> [TASK DETAILS]: Beneath this line is the data. Output exactly the lines from the line with "Forwards requests unchanged." to the line with "pub fn notifier(&self)", both ends included, and nothing more.

> [DATA FOR THIS EXERCISE]:
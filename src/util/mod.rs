// Copyright (C) 2026  Caprica Software Limited
//
// This program is free software: you can redistribute it and/or modify
// it under the terms of the GNU General Public License as published by
// the Free Software Foundation, either version 3 of the License, or
// (at your option) any later version.
//
// This program is distributed in the hope that it will be useful,
// but WITHOUT ANY WARRANTY; without even the implied warranty of
// MERCHANTABILITY or FITNESS FOR A PARTICULAR PURPOSE.  See the
// GNU General Public License for more details.
//
// You should have received a copy of the GNU General Public License
// along with this program.  If not, see <https://www.gnu.org/licenses/>.

//! Common utilities and helper functions.
//!
//! This module provides shared logic used across the application to handle
//! data formatting and file system interactions.

pub(crate) mod disk;
pub(crate) mod format;
pub(crate) mod path;
// Copyright (C) 2026  Caprica Software Limited
//
// This program is free software: you can redistribute it and/or modify
// it under the terms of the GNU General Public License as published by
// the Free Software Foundation, either version 3 of the License, or
// (at your option) any later version.
//
// This program is distributed in the hope that it will be useful,
// but WITHOUT ANY WARRANTY; without even the implied warranty of
// MERCHANTABILITY or FITNESS FOR A PARTICULAR PURPOSE.  See the
// GNU General Public License for more details.
//
// You should have received a copy of the GNU General Public License
// along with this program.  If not, see <https://www.gnu.org/licenses/>.

//! Download progress reporting.
//!
//! The orchestrator reports through [`DownloadProgress`] so the engine stays
//! independent of how (or whether) progress is shown.

use std::{cell::RefCell, time::Duration};

use indicatif::{ProgressBar, ProgressStyle};

use crate::summary::ArtistSummary;

pub(crate) trait DownloadProgress {
    /// An artist's downloads are about to be scheduled.
    fn artist_started(&self, _artist: &str, _scheduled: usize) {}

    /// One scheduled track settled, successfully or not.
    fn track_settled(&self, _title: &str, _success: bool) {}

    fn artist_finished(&self, _summary: &ArtistSummary) {}
}

/// Reports nothing, used when stderr is not a terminal.
pub(crate) struct NoProgress;

impl DownloadProgress for NoProgress {}

/// One terminal progress bar per artist, drawn on stderr.
pub(crate) struct ConsoleProgress {
    bar: RefCell<Option<ProgressBar>>,
}

impl ConsoleProgress {
    pub(crate) fn new() -> Self {
        Self {
            bar: RefCell::new(None),
        }
    }
}

impl DownloadProgress for ConsoleProgress {
    fn artist_started(&self, artist: &str, scheduled: usize) {
        let bar = ProgressBar::new(scheduled as u64);
        if let Ok(style) = ProgressStyle::default_bar()
            .template("{msg} [{elapsed_precise}] [{bar:40.cyan/blue}] {pos}/{len} (ETA: {eta})")
        {
            bar.set_style(style.progress_chars("=> "));
        }
        bar.set_message(artist.to_string());
        bar.enable_steady_tick(Duration::from_millis(250));

        if let Some(previous) = self.bar.replace(Some(bar)) {
            previous.finish_and_clear();
        }
    }

    fn track_settled(&self, _title: &str, _success: bool) {
        if let Some(bar) = self.bar.borrow().as_ref() {
            bar.inc(1);
        }
    }

    fn artist_finished(&self, _summary: &ArtistSummary) {
        if let Some(bar) = self.bar.take() {
            bar.finish_and_clear();
        }
    }
}
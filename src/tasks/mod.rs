// Copyright (C) 2026  Caprica Software Limited
//
// This program is free software: you can redistribute it and/or modify
// it under the terms of the GNU General Public License as published by
// the Free Software Foundation, either version 3 of the License, or
// (at your option) any later version.
//
// This program is distributed in the hope that it will be useful,
// but WITHOUT ANY WARRANTY; without even the implied warranty of
// MERCHANTABILITY or FITNESS FOR A PARTICULAR PURPOSE.  See the
// GNU General Public License for more details.
//
// You should have received a copy of the GNU General Public License
// along with this program.  If not, see <https://www.gnu.org/licenses/>.

//! Discography download orchestration.
//!
//! The [`Orchestrator`] drives a whole run:
//!
//! 1. Artist names are resolved one after the other against the catalog.
//! 2. For each artist in turn, albums and then tracks are expanded (again
//!    sequentially) and every track the history does not already hold is
//!    planned into its album's destination directory.
//! 3. The planned tracks are handed to a bounded [`pool::WorkerPool`] all at
//!    once, and outcomes are collected in whatever order they arrive.
//!
//! Collected outcomes are the only place the history is written to. A track
//! is recorded complete as soon as its download succeeds; failed, timed out
//! and cancelled tracks are not recorded and will be tried again next run.
//!
//! Per track the states are `Pending -> Scheduled -> {Succeeded, Failed}`,
//! nothing is retried within a run.

pub(crate) mod pool;

use std::{
    collections::HashMap,
    path::PathBuf,
    sync::{
        Arc,
        atomic::{AtomicBool, Ordering},
        mpsc::RecvTimeoutError,
    },
    time::{Duration, Instant},
};

use tracing::{debug, info, warn};

use crate::{
    client::{CatalogClient, ClientError, ClientResult, Quality},
    history::History,
    model::{Album, Artist, EntityKind, Track},
    progress::DownloadProgress,
    summary::{ArtistSummary, RunSummary},
    tasks::pool::{DownloadJob, WorkerMessage, WorkerPool},
    util::{
        disk::{dir_size, file_size},
        format::format_time,
        path::artist_destination,
    },
};

const POLL_INTERVAL: Duration = Duration::from_millis(200);

// How long in-flight downloads may keep going after an interrupt.
const CANCEL_GRACE: Duration = Duration::from_secs(10);

#[derive(Debug, Clone)]
pub(crate) struct DownloadSettings {
    pub download_dir: PathBuf,
    pub workers: usize,
    pub quality: Quality,
    /// Longest wait for a started download before it counts as failed.
    pub unit_timeout: Duration,
    pub artist_limit: Option<usize>,
    pub skip_completed_artists: bool,
}

struct PendingUnit {
    track: Arc<Track>,
    /// When the unit started, and on which worker.
    started: Option<(Instant, usize)>,
}

pub(crate) struct Orchestrator {
    client: Arc<dyn CatalogClient>,
    history: History,
    settings: DownloadSettings,
    cancel: Arc<AtomicBool>,
    progress: Box<dyn DownloadProgress>,
    pool: WorkerPool,
    next_seq: usize,
}
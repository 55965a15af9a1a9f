// Copyright (C) 2026  Caprica Software Limited
//
// This program is free software: you can redistribute it and/or modify
// it under the terms of the GNU General Public License as published by
// the Free Software Foundation, either version 3 of the License, or
// (at your option) any later version.
//
// This program is distributed in the hope that it will be useful,
// but WITHOUT ANY WARRANTY; without even the implied warranty of
// MERCHANTABILITY or FITNESS FOR A PARTICULAR PURPOSE.  See the
// GNU General Public License for more details.
//
// You should have received a copy of the GNU General Public License
// along with this program.  If not, see <https://www.gnu.org/licenses/>.

//! Download history.
//!
//! The history is the record of every catalog entity that has been fully
//! processed, kept so that later runs can skip finished work. It is a JSON
//! document keyed by [`EntityKind`], then by entity id, mapping to the
//! entity's title:
//!
//! ```json
//! {
//!   "Album": { "302127": "Discovery" },
//!   "Track": { "3135553": "One More Time" }
//! }
//! ```
//!
//! Entries are only ever added. The whole document is rewritten on every
//! persist, ordered by kind then id, through a temporary file that is renamed
//! into place.

use std::{
    collections::{BTreeMap, HashMap, HashSet},
    fs::{self, File},
    io::{self, Write},
    path::{Path, PathBuf},
};

use thiserror::Error;
use tracing::{debug, info, warn};

use crate::model::{Entity, EntityKind};

type Entries = BTreeMap<EntityKind, BTreeMap<u64, String>>;

#[derive(Error, Debug)]
pub(crate) enum LedgerError {
    #[error("failed to read history file {path:?}: {source}")]
    Load {
        path: PathBuf,
        #[source]
        source: io::Error,
    },

    #[error("malformed history file {path:?}: {source}")]
    Malformed {
        path: PathBuf,
        #[source]
        source: serde_json::Error,
    },

    #[error("failed to write history file {path:?}: {source}")]
    Persist {
        path: PathBuf,
        #[source]
        source: io::Error,
    },

    #[error("failed to encode history: {0}")]
    Encode(#[from] serde_json::Error),
}

pub(crate) struct History {
    path: PathBuf,
    entries: Entries,
    // Lower-cased titles per kind, for lookups made before an id is known.
    titles: HashMap<EntityKind, HashSet<String>>,
}

impl History {
    /// Creates an empty history backed by `path`, without reading it.
    pub(crate) fn new(path: impl Into<PathBuf>) -> Self {
        Self {
            path: path.into(),
            entries: Entries::new(),
            titles: HashMap::new(),
        }
    }

    /// Loads the history stored at `path`.
    ///
    /// A missing file gives an empty history. A file that cannot be read or
    /// parsed also gives an empty history, with a warning, and is moved aside
    /// to `<path>.corrupt` so that persisting later cannot overwrite it.
    pub(crate) fn load(path: impl Into<PathBuf>) -> Self {
        let mut history = Self::new(path);

        if !history.path.exists() {
            info!("No history at {:?}, starting fresh", history.path);
            return history;
        }

        match read_entries(&history.path) {
            Ok(entries) => {
                history.entries = entries;
                history.rebuild_titles();
                info!(
                    "Loaded history from {:?}: {} artists, {} albums, {} tracks",
                    history.path,
                    history.count(EntityKind::Artist),
                    history.count(EntityKind::Album),
                    history.count(EntityKind::Track)
                );
            }
            Err(e) => {
                warn!("{}, using a blank history", e);
                let preserved = sibling(&history.path, "corrupt");
                match fs::rename(&history.path, &preserved) {
                    Ok(()) => warn!("Unreadable history moved to {:?}", preserved),
                    Err(e) => warn!("Could not move unreadable history aside: {}", e),
                }
            }
        }

        history
    }

    pub(crate) fn path(&self) -> &Path {
        &self.path
    }

    /// Whether the entity `kind`/`id` has been recorded complete.
    pub(crate) fn contains(&self, kind: EntityKind, id: u64) -> bool {
        self.entries
            .get(&kind)
            .is_some_and(|ids| ids.contains_key(&id))
    }

    /// Whether any entity of `kind` with this title (ignoring case) has been
    /// recorded complete.
    pub(crate) fn find_by_title(&self, kind: EntityKind, title: &str) -> bool {
        self.titles
            .get(&kind)
            .is_some_and(|titles| titles.contains(&title_key(title)))
    }

    /// Records an entity as complete. Recording it again only refreshes the
    /// stored title.
    pub(crate) fn record_complete(&mut self, entity: &dyn Entity) {
        let kind = entity.kind();
        let title = entity.title().to_string();

        debug!("Recording {} {} '{}' complete", kind, entity.id(), title);

        self.titles
            .entry(kind)
            .or_default()
            .insert(title_key(&title));
        self.entries
            .entry(kind)
            .or_default()
            .insert(entity.id(), title);
    }

    pub(crate) fn count(&self, kind: EntityKind) -> usize {
        self.entries.get(&kind).map_or(0, BTreeMap::len)
    }

    /// Writes the full history to its backing file.
    ///
    /// The content goes to `<path>.tmp` first and is renamed over the target,
    /// so a failure part way leaves the previous file intact. Safe to call any
    /// number of times.
    ///
    /// # Errors
    ///
    /// Returns an error if the document cannot be encoded or written.
    pub(crate) fn persist(&self) -> Result<(), LedgerError> {
        let json = serde_json::to_string_pretty(&self.entries)?;
        let temp = sibling(&self.path, "tmp");

        let write = || -> io::Result<()> {
            if let Some(parent) = self.path.parent().filter(|p| !p.as_os_str().is_empty()) {
                fs::create_dir_all(parent)?;
            }
            let mut file = File::create(&temp)?;
            file.write_all(json.as_bytes())?;
            file.write_all(b"\n")?;
            file.sync_all()?;
            fs::rename(&temp, &self.path)
        };

        write().map_err(|source| LedgerError::Persist {
            path: self.path.clone(),
            source,
        })?;

        info!("History written to {:?}", self.path);

        Ok(())
    }

    fn rebuild_titles(&mut self) {
        self.titles = self
            .entries
            .iter()
            .map(|(kind, ids)| (*kind, ids.values().map(|t| title_key(t)).collect()))
            .collect();
    }
}

fn read_entries(path: &Path) -> Result<Entries, LedgerError> {
    let content = fs::read_to_string(path).map_err(|source| LedgerError::Load {
        path: path.to_path_buf(),
        source,
    })?;

    serde_json::from_str(&content).map_err(|source| LedgerError::Malformed {
        path: path.to_path_buf(),
        source,
    })
}

fn title_key(title: &str) -> String {
    title.trim().to_lowercase()
}

fn sibling(path: &Path, suffix: &str) -> PathBuf {
    let mut name = path.as_os_str().to_os_string();
    name.push(".");
    name.push(suffix);
    PathBuf::from(name)
}

#[cfg(test)]
mod tests {
    use super::*;

    struct Item(EntityKind, u64, &'static str);

    impl Entity for Item {
        fn kind(&self) -> EntityKind {
            self.0
        }

        fn id(&self) -> u64 {
            self.1
        }

        fn title(&self) -> &str {
            self.2
        }
    }

    #[test]
    fn unseen_kinds_are_not_contained() {
        let history = History::new("unused.json");
        assert!(!history.contains(EntityKind::Track, 1));
        assert!(!history.find_by_title(EntityKind::Artist, "Nina"));
    }

    #[test]
    fn recorded_entities_are_contained_under_their_kind_only() {
        let mut history = History::new("unused.json");
        history.record_complete(&Item(EntityKind::Track, 42, "Song"));

        assert!(history.contains(EntityKind::Track, 42));
        assert!(!history.contains(EntityKind::Album, 42));
        assert!(!history.contains(EntityKind::Track, 43));
    }

    #[test]
    fn re_recording_overwrites_the_title() {
        let mut history = History::new("unused.json");
        history.record_complete(&Item(EntityKind::Album, 1, "Old"));
        history.record_complete(&Item(EntityKind::Album, 1, "New"));

        assert_eq!(history.count(EntityKind::Album), 1);
        assert!(history.find_by_title(EntityKind::Album, "new"));
    }

    #[test]
    fn finds_artists_by_title_ignoring_case() {
        let mut history = History::new("unused.json");
        history.record_complete(&Item(EntityKind::Artist, 27, "Daft Punk"));

        assert!(history.find_by_title(EntityKind::Artist, "daft punk"));
        assert!(history.find_by_title(EntityKind::Artist, " Daft Punk "));
        assert!(!history.find_by_title(EntityKind::Album, "Daft Punk"));
    }

    #[test]
    fn persisted_entries_survive_a_reload() {
        let dir = tempfile::tempdir().unwrap();
        let path = dir.path().join("history.json");

        let mut history = History::load(&path);
        history.record_complete(&Item(EntityKind::Track, 3, "Three"));
        history.record_complete(&Item(EntityKind::Artist, 1, "One"));
        history.persist().unwrap();
        history.persist().unwrap();

        let reloaded = History::load(&path);
        assert!(reloaded.contains(EntityKind::Track, 3));
        assert!(reloaded.contains(EntityKind::Artist, 1));
        assert!(reloaded.find_by_title(EntityKind::Artist, "one"));
        assert!(!sibling(&path, "tmp").exists());
    }

    #[test]
    fn persisted_document_is_sorted_by_kind_then_id() {
        let dir = tempfile::tempdir().unwrap();
        let path = dir.path().join("history.json");

        let mut history = History::new(&path);
        history.record_complete(&Item(EntityKind::Track, 100, "b"));
        history.record_complete(&Item(EntityKind::Track, 9, "a"));
        history.record_complete(&Item(EntityKind::Album, 5, "c"));
        history.record_complete(&Item(EntityKind::Artist, 7, "d"));
        history.persist().unwrap();

        let text = fs::read_to_string(&path).unwrap();
        let positions: Vec<usize> = ["\"Artist\"", "\"Album\"", "\"Track\"", "\"9\"", "\"100\""]
            .iter()
            .map(|needle| text.find(needle).unwrap())
            .collect();

        assert!(positions.windows(2).all(|w| w[0] < w[1]), "{text}");
    }

    #[test]
    fn malformed_file_gives_empty_history_and_is_preserved() {
        let dir = tempfile::tempdir().unwrap();
        let path = dir.path().join("history.json");
        fs::write(&path, "{ not json").unwrap();

        let mut history = History::load(&path);
        assert_eq!(history.count(EntityKind::Track), 0);

        history.record_complete(&Item(EntityKind::Track, 1, "x"));
        history.persist().unwrap();

        let preserved = fs::read_to_string(sibling(&path, "corrupt")).unwrap();
        assert_eq!(preserved, "{ not json");
        assert!(History::load(&path).contains(EntityKind::Track, 1));
    }

    #[test]
    fn persist_creates_missing_parent_directories() {
        let dir = tempfile::tempdir().unwrap();
        let path = dir.path().join("state/nested/history.json");

        History::new(&path).persist().unwrap();

        assert!(path.exists());
    }
}
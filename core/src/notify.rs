//! User-visible failure notifications.

use tracing::error;

/// Receives the message of every failed call, once per failure.
pub trait Notifier: Send + Sync {
    fn error(&self, message: &str);
}

/// Notifier that reports failures through `tracing` on target `beacon::notify`.
#[derive(Debug, Clone, Copy, Default)]
pub struct TracingNotifier;

impl Notifier for TracingNotifier {
    fn error(&self, message: &str) {
        error!(target: "beacon::notify", "{message}");
    }
}

impl<N: Notifier + ?Sized> Notifier for std::sync::Arc<N> {
    fn error(&self, message: &str) {
        (**self).error(message)
    }
}
//! Network transport for `HttpRequest` values.

use async_trait::async_trait;
use reqwest::header::{HeaderMap, HeaderName, HeaderValue};
use thiserror::Error;

use crate::config::ClientConfig;
use crate::error::{ApiError, FALLBACK_MESSAGE};
use crate::http::{HttpMethod, HttpRequest, HttpResponse};

#[derive(Debug, Error)]
pub enum TransportError {
    /// The configured timeout elapsed before the exchange completed.
    #[error("request timed out")]
    Timeout,

    #[error("{0}")]
    Request(String),

    #[error("failed to build HTTP client: {0}")]
    Build(String),
}

impl From<TransportError> for ApiError {
    fn from(err: TransportError) -> Self {
        match err {
            TransportError::Timeout => ApiError::transport(FALLBACK_MESSAGE, None),
            TransportError::Request(message) | TransportError::Build(message) => {
                ApiError::transport(message, None)
            }
        }
    }
}

/// Executes one HTTP round-trip. Non-2xx statuses are data, not errors.
#[async_trait]
pub trait Transport: Send + Sync {
    async fn execute(&self, request: HttpRequest) -> Result<HttpResponse, TransportError>;
}

/// `reqwest`-backed transport sharing one connection pool across calls.
#[derive(Debug, Clone)]
pub struct ReqwestTransport {
    client: reqwest::Client,
}

impl ReqwestTransport {
    pub fn new(config: &ClientConfig) -> Result<Self, TransportError> {
        let mut headers = HeaderMap::new();
        for (name, value) in &config.default_headers {
            let name = HeaderName::from_bytes(name.as_bytes()).map_err(|e| TransportError::Build(e.to_string()))?;
            let value = HeaderValue::from_str(value).map_err(|e| TransportError::Build(e.to_string()))?;
            headers.insert(name, value);
        }

        let client = reqwest::Client::builder()
            .timeout(config.timeout)
            .default_headers(headers)
            .build()
            .map_err(|e| TransportError::Build(e.to_string()))?;

        Ok(Self { client })
    }
}

#[async_trait]
impl Transport for ReqwestTransport {
    async fn execute(&self, request: HttpRequest) -> Result<HttpResponse, TransportError> {
        let mut builder = match request.method {
            HttpMethod::Get => self.client.get(&request.url),
        };
        for (name, value) in &request.headers {
            builder = builder.header(name.as_str(), value.as_str());
        }

        let response = builder.send().await.map_err(classify)?;
        let status = response.status().as_u16();
        let body = response.text().await.map_err(classify)?;

        Ok(HttpResponse { status, body })
    }
}

fn classify(err: reqwest::Error) -> TransportError {
    if err.is_timeout() {
        TransportError::Timeout
    } else {
        TransportError::Request(err.to_string())
    }
}

#[cfg(test)]
mod tests {
    use super::*;

    #[test]
    fn timeout_maps_to_fallback_message() {
        let err: ApiError = TransportError::Timeout.into();
        assert_eq!(err, ApiError::transport(FALLBACK_MESSAGE, None));
    }

    #[test]
    fn request_error_keeps_its_message() {
        let err: ApiError = TransportError::Request("connection refused".to_string()).into();
        assert_eq!(err.message(), "connection refused");
        assert_eq!(err.status(), None);
    }

    #[test]
    fn invalid_default_header_fails_construction() {
        let mut config = ClientConfig::default();
        config.default_headers.push(("bad header".to_string(), "x".to_string()));
        assert!(matches!(ReqwestTransport::new(&config), Err(TransportError::Build(_))));
    }
}
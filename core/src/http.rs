//! HTTP exchange types for the host-does-IO pattern.
//!
//! # Design
//! Requests and responses are plain owned data. `BeaconClient` builds
//! `HttpRequest` values and parses `HttpResponse` values; a `Transport`
//! performs the network round-trip in between. Keeping the exchange as data
//! lets the envelope handling be tested without a socket.

/// HTTP method for a request. The beacon backend only exposes reads.
#[derive(Debug, Clone, Copy, PartialEq, Eq)]
pub enum HttpMethod {
    Get,
}

impl HttpMethod {
    pub fn as_str(&self) -> &'static str {
        match self {
            HttpMethod::Get => "GET",
        }
    }
}

/// An HTTP request described as plain data.
///
/// `url` is absolute and already carries the encoded query string.
#[derive(Debug, Clone, PartialEq, Eq)]
pub struct HttpRequest {
    pub method: HttpMethod,
    pub url: String,
    pub headers: Vec<(String, String)>,
}

/// A completed HTTP exchange as plain data, handed to `BeaconClient::parse_*`.
#[derive(Debug, Clone)]
pub struct HttpResponse {
    pub status: u16,
    pub body: String,
}

impl HttpResponse {
    pub fn is_success(&self) -> bool {
        (200..300).contains(&self.status)
    }
}
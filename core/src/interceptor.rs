//! Request and response hooks around every endpoint call.
//!
//! # Design
//! The request side is an extension point that rewrites an outgoing
//! `HttpRequest`; the default leaves it untouched. The response side is
//! fixed: it funnels every failure (transport, envelope or decoding) through
//! the `Notifier` exactly once and passes successes through silently.

use tracing::warn;

use crate::error::ApiError;
use crate::http::{HttpRequest, HttpResponse};
use crate::notify::Notifier;
use crate::transport::TransportError;

pub trait RequestInterceptor: Send + Sync {
    fn on_request(&self, request: HttpRequest) -> Result<HttpRequest, ApiError> {
        Ok(request)
    }
}

/// Forwards requests unchanged.
#[derive(Debug, Clone, Copy, Default)]
pub struct PassThrough;

impl RequestInterceptor for PassThrough {}

#[derive(Debug, Clone)]
pub struct ResponseInterceptor<N> {
    notifier: N,
}

impl<N: Notifier> ResponseInterceptor<N> {
    pub fn new(notifier: N) -> Self {
        Self { notifier }
    }

    pub fn notifier(&self) -> &N {
        &self.notifier
    }

    /// Run `parse` on a completed exchange, notifying once on any failure.
    pub fn on_response<D>(
        &self,
        outcome: Result<HttpResponse, TransportError>,
        parse: impl FnOnce(HttpResponse) -> Result<D, ApiError>,
    ) -> Result<D, ApiError> {
        let result = outcome.map_err(ApiError::from).and_then(parse);
        if let Err(err) = &result {
            self.fail(err);
        }
        result
    }

    /// Report a failure that happened before any response existed.
    pub fn fail(&self, err: &ApiError) {
        warn!(error = %err, status = ?err.status(), "beacon request failed");
        self.notifier.error(err.message());
    }
}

> [RESULT FOR THIS EXERCISE]:
/// Forwards requests unchanged.
#[derive(Debug, Clone, Copy, Default)]
pub struct PassThrough;

impl RequestInterceptor for PassThrough {}

#[derive(Debug, Clone)]
pub struct ResponseInterceptor<N> {
    notifier: N,
}

impl<N: Notifier> ResponseInterceptor<N> {
    pub fn new(notifier: N) -> Self {
        Self { notifier }
    }

    pub fn notifier(&self) -> &N {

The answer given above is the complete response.